С меньшей охотой расстался с прической Иван Сыч: ему просто жаль было своих роскошных кудрей. И уж совсем не хотелось стричься Петеньке Рябову. Он под разными предлогами оттягивал время, будто надеялся вовсе избежать ефрейторской обработки. Однако делал он это зря – уж лучше все сразу! Наконец настал и его черед. Минуты через две он вошел в парную смешной, даже, пожалуй, немножко жалкий. Громоздкий не мог удержаться от хохота:
– Ну и герой! А я и не знал, что у тебя голова редькой!
– Сам-то хорош, красавец! – огрызнулся Петенька, прижимая к животу железный тазик. – Посмотрел бы в зеркало. У тебя голова как у неандертальца.
– Это еще что? – встревожился Селиван.
– Как у питекантропа, – уточнил Рябов.
– Нет уж, Петенька, интересней твоей головы не сыскать, – как всегда, поддержал Громоздкина Иван Сыч. – Селиван правду говорит.
– Да вы гляньте на Селивана, – не сдавался Петенька, – култышка какая-то, а не голова!

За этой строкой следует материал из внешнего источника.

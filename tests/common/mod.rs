//! Fixtures generated at test time.

#![allow(dead_code)]

use std::f64::consts::PI;
use std::fs::File;
use std::io::{BufWriter, Write};
use std::path::Path;

/// Write a 16-bit PCM WAV file holding a 440 Hz tone on every channel.
pub fn write_wav(path: &Path, sample_rate: u32, channels: u16, samples: usize) {
    let block_align = u32::from(channels) * 2;
    let data_len = samples as u32 * block_align;

    let mut out = BufWriter::new(File::create(path).expect("Failed to create WAV fixture"));
    out.write_all(b"RIFF").unwrap();
    out.write_all(&(36 + data_len).to_le_bytes()).unwrap();
    out.write_all(b"WAVEfmt ").unwrap();
    out.write_all(&16_u32.to_le_bytes()).unwrap();
    out.write_all(&1_u16.to_le_bytes()).unwrap();
    out.write_all(&channels.to_le_bytes()).unwrap();
    out.write_all(&sample_rate.to_le_bytes()).unwrap();
    out.write_all(&(sample_rate * block_align).to_le_bytes()).unwrap();
    out.write_all(&(block_align as u16).to_le_bytes()).unwrap();
    out.write_all(&16_u16.to_le_bytes()).unwrap();
    out.write_all(b"data").unwrap();
    out.write_all(&data_len.to_le_bytes()).unwrap();

    for n in 0..samples {
        let t = n as f64 / f64::from(sample_rate);
        let value = ((2.0 * PI * 440.0 * t).sin() * 12_000.0) as i16;
        for _ in 0..channels {
            out.write_all(&value.to_le_bytes()).unwrap();
        }
    }
    out.flush().unwrap();
}

/// Write a SubRip file: a container with a subtitle stream and no audio.
pub fn write_srt(path: &Path) {
    std::fs::write(
        path,
        "1\n00:00:00,000 --> 00:00:01,500\nHello there.\n\n2\n00:00:02,000 --> 00:00:03,000\nGoodbye.\n",
    )
    .expect("Failed to write SRT fixture");
}

/// Every packet payload of the output's audio stream, in order.
pub fn audio_payloads(path: &Path) -> Vec<Vec<u8>> {
    let mut source = audioconv::MediaSource::open(path).expect("Failed to reopen output");
    source.select_audio_stream().expect("Output has no audio stream");
    let mut payloads = Vec::new();
    while let Some(packet) = source.read_packet().expect("Failed to read output packet") {
        if !packet.is_skip() {
            payloads.push(packet.data().to_vec());
        }
    }
    payloads
}

/// Whether the FFmpeg build can encode AAC. Tests that convert return
/// early otherwise.
pub fn can_encode() -> bool {
    audioconv::is_aac_encoder_available()
}
#[cfg(test)]
mod tests {
    use std::cell::RefCell;
    use std::collections::VecDeque;
    use std::rc::Rc;

    use ffmpeg_next::{ChannelLayout, Rational, format::Sample, format::sample::Type};

    use super::*;
    use crate::error::Stage;
    use crate::frame::SampleSpec;

    const FRAME: usize = 1024;
    const CORRUPT: u8 = 0xFF;

    #[derive(Default)]
    struct Calls {
        decoder_flushes: usize,
        resampler_flushes: usize,
        encoder_flushes: usize,
        trailers: usize,
        written: Vec<usize>,
    }

    type Log = Rc<RefCell<Calls>>;

    fn spec() -> SampleSpec {
        SampleSpec::new(Sample::F32(Type::Planar), 48_000, ChannelLayout::STEREO, 2)
    }

    struct Source(VecDeque<EncodedPacket>);

    impl Source {
        /// `layout` bytes: 0 = good audio packet, CORRUPT = corrupt audio
        /// packet, 1 = packet of another stream.
        fn new(layout: &[u8]) -> Self {
            let packets = layout
                .iter()
                .enumerate()
                .map(|(n, &kind)| {
                    let pts = Some((n * FRAME) as i64);
                    let packet = EncodedPacket::from_bytes(&[kind; 16], 0, Rational(1, 48_000), pts);
                    if kind == 1 { packet.skipped() } else { packet }
                })
                .collect();
            Source(packets)
        }
    }

    impl PacketSource for Source {
        fn read_packet(&mut self) -> Result<Option<EncodedPacket>, ConvertError> {
            Ok(self.0.pop_front())
        }
    }

    struct Decoder(Log);

    impl FrameDecoder for Decoder {
        fn decode(&mut self, packet: &EncodedPacket) -> Result<Vec<RawFrame>, ConvertError> {
            if packet.data()[0] == CORRUPT {
                return Err(ConvertError::Decode {
                    stream_index: 0,
                    reason: "Invalid data found when processing input".to_string(),
                });
            }
            Ok(vec![RawFrame::silence(spec(), FRAME)])
        }

        fn flush(&mut self) -> Result<Vec<RawFrame>, ConvertError> {
            self.0.borrow_mut().decoder_flushes += 1;
            Ok(Vec::new())
        }
    }

    struct Passthrough(Log);

    impl FrameResampler for Passthrough {
        fn convert(&mut self, frame: RawFrame) -> Result<Vec<RawFrame>, ConvertError> {
            Ok(vec![frame])
        }

        fn flush(&mut self) -> Result<Vec<RawFrame>, ConvertError> {
            self.0.borrow_mut().resampler_flushes += 1;
            Ok(Vec::new())
        }
    }

    /// One packet per frame; holds the last frame back until flush, like a
    /// codec with one frame of lookahead.
    struct Encoder {
        log: Log,
        held: Option<usize>,
        fail_on: Option<usize>,
        seen: usize,
    }

    impl Encoder {
        fn new(log: &Log) -> Self {
            Self {
                log: Rc::clone(log),
                held: None,
                fail_on: None,
                seen: 0,
            }
        }

        fn packet(samples: usize) -> EncodedPacket {
            EncodedPacket::from_bytes(&vec![0; samples / 8], 0, Rational(1, 48_000), None)
        }
    }

    impl FrameEncoder for Encoder {
        fn encode(&mut self, frame: RawFrame) -> Result<Vec<EncodedPacket>, ConvertError> {
            self.seen += 1;
            if self.fail_on == Some(self.seen) {
                return Err(ConvertError::Encode("Invalid argument".to_string()));
            }
            Ok(self.held.replace(frame.samples()).map(Self::packet).into_iter().collect())
        }

        fn flush(&mut self) -> Result<Vec<EncodedPacket>, ConvertError> {
            self.log.borrow_mut().encoder_flushes += 1;
            Ok(self.held.take().map(Self::packet).into_iter().collect())
        }

        fn sample_rate(&self) -> u32 {
            48_000
        }

        fn initial_padding(&self) -> i64 {
            1024
        }
    }

    struct Writer(Log);

    impl PacketWriter for Writer {
        fn write_packet(&mut self, packet: EncodedPacket) -> Result<(), ConvertError> {
            self.0.borrow_mut().written.push(packet.size());
            Ok(())
        }

        fn write_trailer(&mut self) -> Result<(), ConvertError> {
            self.0.borrow_mut().trailers += 1;
            Ok(())
        }
    }

    fn pipeline(layout: &[u8], log: &Log) -> Pipeline<Source, Decoder, Passthrough, Encoder, Writer> {
        Pipeline::new(
            Source::new(layout),
            Decoder(Rc::clone(log)),
            Passthrough(Rc::clone(log)),
            Encoder::new(log),
            Writer(Rc::clone(log)),
        )
    }

    #[test]
    fn clean_run_finalizes_and_flushes_once() {
        let log = Log::default();
        let mut pipeline = pipeline(&[0; 10], &log);
        assert_eq!(pipeline.state(), PipelineState::Opened);

        let summary = pipeline.run().unwrap();
        assert_eq!(pipeline.state(), PipelineState::Finalized);
        assert!(pipeline.state().is_terminal());
        assert_eq!(summary.packets_read, 10);
        assert_eq!(summary.frames_decoded, 10);
        assert_eq!(summary.samples_encoded, 10 * FRAME as u64);
        assert_eq!(summary.packets_written, 10);
        assert_eq!(summary.encoder_delay, 1024);

        let calls = log.borrow();
        assert_eq!(calls.decoder_flushes, 1);
        assert_eq!(calls.resampler_flushes, 1);
        assert_eq!(calls.encoder_flushes, 1);
        assert_eq!(calls.trailers, 1);
        // The held-back frame only comes out of the encoder's flush.
        assert_eq!(calls.written.len(), 10);
    }

    #[test]
    fn second_run_is_rejected() {
        let log = Log::default();
        let mut pipeline = pipeline(&[0; 3], &log);
        pipeline.run().unwrap();
        assert!(matches!(
            pipeline.run(),
            Err(ConvertError::InvalidState(PipelineState::Finalized))
        ));
        assert_eq!(log.borrow().trailers, 1);
        assert_eq!(log.borrow().decoder_flushes, 1);
    }

    #[test]
    fn three_consecutive_corrupt_packets_abort() {
        let log = Log::default();
        let mut layout = vec![0; 4];
        layout.extend([CORRUPT; 3]);
        layout.extend([0; 10]);
        let mut pipeline = pipeline(&layout, &log);

        let error = pipeline.run().unwrap_err();
        assert!(matches!(error, ConvertError::DecodeErrorLimit { consecutive: 3, .. }));
        assert_eq!(error.stage(), Stage::Decoder);
        assert_eq!(pipeline.state(), PipelineState::Aborted);
        assert_eq!(pipeline.summary().packets_read, 7);
        assert_eq!(log.borrow().trailers, 0);
        assert_eq!(log.borrow().decoder_flushes, 0);
    }

    #[test]
    fn single_corrupt_packet_is_skipped() {
        let log = Log::default();
        let mut layout = vec![0; 20];
        layout[7] = CORRUPT;

        let summary = pipeline(&layout, &log).run().unwrap();
        assert_eq!(summary.decode_errors, 1);
        assert_eq!(summary.packets_decoded, 19);
        // One frame shorter than the clean input.
        assert_eq!(summary.samples_encoded, 19 * FRAME as u64);
        assert_eq!(log.borrow().trailers, 1);
    }

    #[test]
    fn non_consecutive_errors_reset_the_counter() {
        let log = Log::default();
        let layout = [0, CORRUPT, CORRUPT, 0, CORRUPT, CORRUPT, 0];
        let summary = pipeline(&layout, &log).run().unwrap();
        assert_eq!(summary.decode_errors, 4);
        assert_eq!(summary.packets_decoded, 3);
    }

    #[test]
    fn input_that_never_decodes_aborts() {
        let log = Log::default();
        let mut pipeline = pipeline(&[CORRUPT, CORRUPT], &log).with_options(&ConvertOptions::new());
        let error = pipeline.run().unwrap_err();
        assert!(matches!(error, ConvertError::DecodeErrorLimit { .. }));
        assert_eq!(log.borrow().trailers, 0);
    }

    #[test]
    fn skip_tagged_packets_are_discarded() {
        let log = Log::default();
        let summary = pipeline(&[1, 0, 1, 1, 0, 0, 1], &log).run().unwrap();
        assert_eq!(summary.packets_read, 7);
        assert_eq!(summary.packets_skipped, 4);
        assert_eq!(summary.frames_decoded, 3);
    }

    #[test]
    fn encoder_failure_is_fatal() {
        let log = Log::default();
        let mut encoder = Encoder::new(&log);
        encoder.fail_on = Some(2);
        let mut pipeline = Pipeline::new(
            Source::new(&[0; 5]),
            Decoder(Rc::clone(&log)),
            Passthrough(Rc::clone(&log)),
            encoder,
            Writer(Rc::clone(&log)),
        );

        let error = pipeline.run().unwrap_err();
        assert!(matches!(error, ConvertError::Encode(_)));
        assert!(!error.is_recoverable());
        assert_eq!(pipeline.state(), PipelineState::Aborted);
        assert_eq!(log.borrow().trailers, 0);
    }

    #[test]
    fn cancellation_stops_before_reading() {
        let log = Log::default();
        let token = CancellationToken::new();
        token.cancel();
        let options = ConvertOptions::new().with_cancellation(token);
        let mut pipeline = pipeline(&[0; 5], &log).with_options(&options);

        assert!(matches!(pipeline.run(), Err(ConvertError::Cancelled)));
        assert_eq!(pipeline.summary().packets_read, 0);
        assert_eq!(pipeline.state(), PipelineState::Aborted);
    }

    #[test]
    fn decode_error_limit_is_configurable() {
        let log = Log::default();
        let options = ConvertOptions::new().with_max_decode_errors(1);
        let mut pipeline = pipeline(&[0, CORRUPT, 0], &log).with_options(&options);
        assert!(matches!(
            pipeline.run(),
            Err(ConvertError::DecodeErrorLimit { consecutive: 1, .. })
        ));
    }

    #[test]
    fn media_position_uses_time_base() {
        let packet = EncodedPacket::from_bytes(&[0], 0, Rational(1, 1000), Some(2500));
        assert_eq!(media_position(&packet), Some(Duration::from_millis(2500)));
        let packet = EncodedPacket::from_bytes(&[0], 0, Rational(1, 1000), None);
        assert_eq!(media_position(&packet), None);
    }

    #[test]
    fn summary_duration() {
        let summary = ConversionSummary {
            samples_encoded: 96_000,
            sample_rate: 48_000,
            ..Default::default()
        };
        assert_eq!(summary.duration(), Duration::from_secs(2));
        assert_eq!(ConversionSummary::default().duration(), Duration::ZERO);
    }
}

Без густой, чуть вьющейся шевелюры Селиван и впрямь стал совсем другим. Он как бы в один миг утратил свое былое молодечество, которым так гордился: Громоздкин принадлежал к когорте парней, которые очень нравятся сельским девчатам и на которых с понятной опаской поглядывают матери этих девчат. Селиван, казалось, сейчас испытывал то же самое, что и сказочный Черномор, лишенный могущественной бороды.
– Вот бы Настенька на тебя посмотрела! – ехидничал Петенька. – Вмиг бы разлюбила!
Но самое неприятное началось потом.
Отлучившийся куда-то Добудько вскоре вернулся в баню с ведром, наполненным до краев чем-то белым. Во время войны такую смесь, помнится, называли «мыло «К», которое использовали в гигиенических целях в запасных и во вновь формировавшихся частях, – оттуда старшина Добудько и перенял этот опыт, казавшийся ему до чрезвычайности ценным.
Ребята перестали мыться и с неясной тревогой наблюдали за дальнейшими манипуляциями старшины.
Тот поставил ведро посередине бани, извлек из кармана большой бритвенный помазок и приказал молодым солдатам подходить по одному.
– Что это? – полюбопытствовал Селиван, нерешительно приближаясь к месту, где расположился со своим таинственным снадобьем Добудько.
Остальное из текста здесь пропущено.